A primeira delas reside na reserva do financeiramente possível, considerando que os direitos têm custos e sua proteção implica a diminuição de outros direitos107. A segunda diz respeito ao próprio princípio democrático. De fato, a cláusula democrática implica alternância de poder e tal regime só faz sentido se aqueles que alternam o poder podem ter visões diferentes sobre a alocação de recursos108. O Estado contemporâneo prescinde cada vez mais de decisões políticas fundamentais, consistindo a boa governança na arte de distribuir os recursos de modo a otimizar o bem-estar social.
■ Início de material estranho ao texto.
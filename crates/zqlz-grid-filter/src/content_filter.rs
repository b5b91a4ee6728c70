//! Content filters and the factories that build them
//!
//! A [`ContentFilter`] decides whether one cell matches; a
//! [`ContentFilterFactory`] turns the raw value typed into a column's filter
//! control into such a filter. Returning `Ok(None)` from a factory means the
//! column imposes no constraint.
//!
//! Plain closures implement both traits, so custom predicates need no
//! wrapper types:
//!
//! ```rust,ignore
//! let even_only: SharedFactory = Arc::new(|value: &FilterValue| {
//!     Ok(match value {
//!         FilterValue::Bool(true) => Some(Arc::new(|cell: &CellValue| {
//!             cell.as_f64().is_some_and(|n| n % 2.0 == 0.0)
//!         }) as SharedContentFilter),
//!         _ => None,
//!     })
//! });
//! ```

use std::sync::Arc;

use crate::error::{FactoryError, FactoryResult};
use crate::types::{parse_bool, CellValue, FilterValue};

/// Predicate over a single cell's content.
///
/// Implementations must be deterministic and must not panic for any content.
pub trait ContentFilter: Send + Sync {
    fn matches(&self, content: &CellValue) -> bool;
}

pub type SharedContentFilter = Arc<dyn ContentFilter>;

impl<F> ContentFilter for F
where
    F: Fn(&CellValue) -> bool + Send + Sync,
{
    fn matches(&self, content: &CellValue) -> bool {
        self(content)
    }
}

/// Builds content filters from raw filter values.
///
/// Called synchronously whenever a filter value changes, so it must be cheap
/// and free of I/O. A panic inside `create` is caught and handled like an
/// error: only the column being rebuilt fails open.
pub trait ContentFilterFactory: Send + Sync {
    fn create(&self, value: &FilterValue) -> FactoryResult<Option<SharedContentFilter>>;

    /// Name used in diagnostics
    fn name(&self) -> &str {
        "custom"
    }
}

pub type SharedFactory = Arc<dyn ContentFilterFactory>;

impl<F> ContentFilterFactory for F
where
    F: Fn(&FilterValue) -> FactoryResult<Option<SharedContentFilter>> + Send + Sync,
{
    fn create(&self, value: &FilterValue) -> FactoryResult<Option<SharedContentFilter>> {
        self(value)
    }
}

/// The factory used for columns registered without one
pub fn default_factory() -> SharedFactory {
    Arc::new(SubstringFilterFactory)
}

/// Case-insensitive substring match against the cell's display text
#[derive(Debug, Clone)]
pub struct SubstringFilter {
    needle: String,
}

impl SubstringFilter {
    pub fn new(needle: &str) -> Self {
        Self {
            needle: needle.to_lowercase(),
        }
    }
}

impl ContentFilter for SubstringFilter {
    fn matches(&self, content: &CellValue) -> bool {
        match content {
            CellValue::Null => false,
            CellValue::Text(text) => text.to_lowercase().contains(&self.needle),
            other => other.to_string().to_lowercase().contains(&self.needle),
        }
    }
}

#[derive(Debug, Clone, Copy, Default)]
pub struct SubstringFilterFactory;

impl ContentFilterFactory for SubstringFilterFactory {
    fn create(&self, value: &FilterValue) -> FactoryResult<Option<SharedContentFilter>> {
        if value.is_blank() {
            return Ok(None);
        }

        match value {
            FilterValue::Text(text) => Ok(Some(Arc::new(SubstringFilter::new(text)))),
            FilterValue::Bool(flag) => Ok(Some(Arc::new(SubstringFilter::new(&flag.to_string())))),
            _ => Err(FactoryError::UnsupportedValue {
                factory: self.name().to_string(),
                value: value.clone(),
            }),
        }
    }

    fn name(&self) -> &str {
        "substring"
    }
}

/// Checkbox equality: the cell's boolean view must equal the expected state.
/// Cells with no boolean reading (NULL, arbitrary text) never match.
#[derive(Debug, Clone, Copy)]
pub struct BooleanFilter {
    expected: bool,
}

impl BooleanFilter {
    pub fn new(expected: bool) -> Self {
        Self { expected }
    }
}

impl ContentFilter for BooleanFilter {
    fn matches(&self, content: &CellValue) -> bool {
        content.as_bool() == Some(self.expected)
    }
}

#[derive(Debug, Clone, Copy, Default)]
pub struct BooleanFilterFactory;

impl ContentFilterFactory for BooleanFilterFactory {
    fn create(&self, value: &FilterValue) -> FactoryResult<Option<SharedContentFilter>> {
        if value.is_blank() {
            return Ok(None);
        }

        let expected = match value {
            FilterValue::Bool(flag) => *flag,
            FilterValue::Text(text) => parse_bool(text).ok_or_else(|| {
                FactoryError::InvalidValue(format!("'{}' is not a checkbox state", text))
            })?,
            _ => {
                return Err(FactoryError::UnsupportedValue {
                    factory: self.name().to_string(),
                    value: value.clone(),
                });
            }
        };

        Ok(Some(Arc::new(BooleanFilter::new(expected))))
    }

    fn name(&self) -> &str {
        "boolean"
    }
}

#[cfg(test)]
mod tests {
    use super::*;

    fn build(factory: &dyn ContentFilterFactory, value: impl Into<FilterValue>) -> SharedContentFilter {
        factory
            .create(&value.into())
            .expect("factory should accept value")
            .expect("value should produce a filter")
    }

    #[test]
    fn substring_is_case_insensitive() {
        let filter = build(&SubstringFilterFactory, "JO");
        assert!(filter.matches(&CellValue::from("John")));
        assert!(filter.matches(&CellValue::from("mojo")));
        assert!(!filter.matches(&CellValue::from("Mike")));
    }

    #[test]
    fn substring_uses_display_text_of_non_text_cells() {
        let filter = build(&SubstringFilterFactory, "42");
        assert!(filter.matches(&CellValue::Int(1420)));
        assert!(filter.matches(&CellValue::Decimal("0.42".into())));
        assert!(!filter.matches(&CellValue::Float(4.2)));
    }

    #[test]
    fn substring_never_matches_null() {
        let filter = build(&SubstringFilterFactory, "nu");
        assert!(!filter.matches(&CellValue::Null));
    }

    #[test]
    fn blank_values_produce_no_filter() {
        for value in [FilterValue::Empty, FilterValue::from(""), FilterValue::from(" \t ")] {
            assert!(SubstringFilterFactory.create(&value).unwrap().is_none());
            assert!(BooleanFilterFactory.create(&value).unwrap().is_none());
        }
    }

    #[test]
    fn substring_rejects_ranges() {
        let err = SubstringFilterFactory
            .create(&FilterValue::Range {
                from: "a".into(),
                to: "z".into(),
            })
            .err()
            .expect("range should be rejected");
        assert!(matches!(err, FactoryError::UnsupportedValue { ref factory, .. } if factory == "substring"));
    }

    #[test]
    fn boolean_filter_matches_checkbox_state() {
        let checked = build(&BooleanFilterFactory, true);
        assert!(checked.matches(&CellValue::Bool(true)));
        assert!(checked.matches(&CellValue::from("yes")));
        assert!(checked.matches(&CellValue::Int(1)));
        assert!(!checked.matches(&CellValue::Bool(false)));
        assert!(!checked.matches(&CellValue::Null));

        let unchecked = build(&BooleanFilterFactory, "False");
        assert!(unchecked.matches(&CellValue::Bool(false)));
    }

    #[test]
    fn boolean_factory_rejects_unparseable_text() {
        let result = BooleanFilterFactory.create(&FilterValue::from("maybe"));
        assert!(matches!(result, Err(FactoryError::InvalidValue(_))));
    }

    #[test]
    fn closures_act_as_filters_and_factories() {
        let factory = |value: &FilterValue| -> FactoryResult<Option<SharedContentFilter>> {
            let Some(min) = value.as_text().and_then(|t| t.parse::<f64>().ok()) else {
                return Ok(None);
            };
            Ok(Some(Arc::new(move |cell: &CellValue| {
                cell.as_f64().is_some_and(|n| n >= min)
            }) as SharedContentFilter))
        };

        let filter = build(&factory, "10");
        assert!(filter.matches(&CellValue::Int(10)));
        assert!(!filter.matches(&CellValue::Float(9.5)));
        assert_eq!(factory.name(), "custom");
    }
}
Tanto o sistema jurídico português, quanto o sistema jurídico brasileiro não referendam tal teoria. No entanto, um dever de progressividade em ambos os ordenamentos decorre expressa ou implicitamente de previsões contidas em suas Constituições ou Tratados ou Convenções de que sejam signatários, especialmente o Pacto Internacional dos Direitos Econômicos, Sociais e Culturais, que vincula ambos.
Não houvesse esse dever de progressividade, a revogação de tais direitos poderia encontrar limites em outros princípios constitucionais, mas não em um princípio de não retrocesso.
Tal dever de progressividade, porém, não pode ser considerado uma regra que se imponha de modo tudo-ou-nada, a qualquer custo, indicando, antes, um princípio que deverá ser cotejado com outros princípios constitucionais, no caso de conflitos, especialmente o da proibição do excesso e o da segurança jurídica.
Os direitos subjetivos a uma reivindicação da ação estatal seriam possíveis nos termos do ordenamento jurídico-constitucional. Ocorre que em grande parte dos ordenamentos, como se dá no Brasil e em Portugal, não há um meio constitucionalmente previsto para compelir o legislador a fazê-lo. De qualquer modo, desde que respeitado o núcleo essencial do direito social, qualquer ação estatal que dê alguma efetividade ao direito social desconfigura a condição de inadimplência do legislador.
Por outro lado, há que se reconhecer que, uma vez cumprida a imposição constitucional de legislar a fim de garantir a efetividade de um direito social, a omissão inconstitucional que veio a ser suprida com essa lei não pode ser restabelecida109. O fundamento, porém, não é a mutação constitucional, mas o fato de que criar uma omissão é um ato inconstitucional, o que é vedado implicitamente em qualquer ordenamento. Se a omissão inconstitucional não pode ser suprida sem o exercício de um poder legislativo (pois, ainda que se admitam sentenças aditivas, tais sentenças consistirão em manifesto ato legislativo editado pelo Poder Judiciário), uma vez que dependem de ato criativo, o ato que cria a omissão inconstitucional pode ser infirmado, porquanto a atividade criadora não constitui mais um óbice, e todos os elementos caracterizadores da norma estão presentes.
Isso não quer dizer, por outro lado, que a concretização não possa ser modificada. O que não pode ocorrer é uma regulamentação que elimine o núcleo do direito concretizado.
A abertura de uma omissão constitucional, porém, pressupõe que a referida omissão possa ser objeto de um controle de constitucionalidade110.
Ademais, a vedação de retrocesso imposta ao legislador não decorre de todas as normas concretizadoras de direitos fundamentais, mas apenas de normas que possam ser consideradas jusfundamentais111.
A jusfundamentalidade da norma, por sua vez, requer a verificação de dois pressupostos: a existência de uma cláusula constitucional aberta que abrigue a referida norma e a sua materialidade constitucional112.
A materialidade constitucional deve ser entendida como uma equivalência estrutural às demais normas de direitos fundamentais constitucionalmente previstas, embora alguns entendam que a norma deva ser considerada fundamental em outro plano, como que para a “consciência jurídica coletiva”113.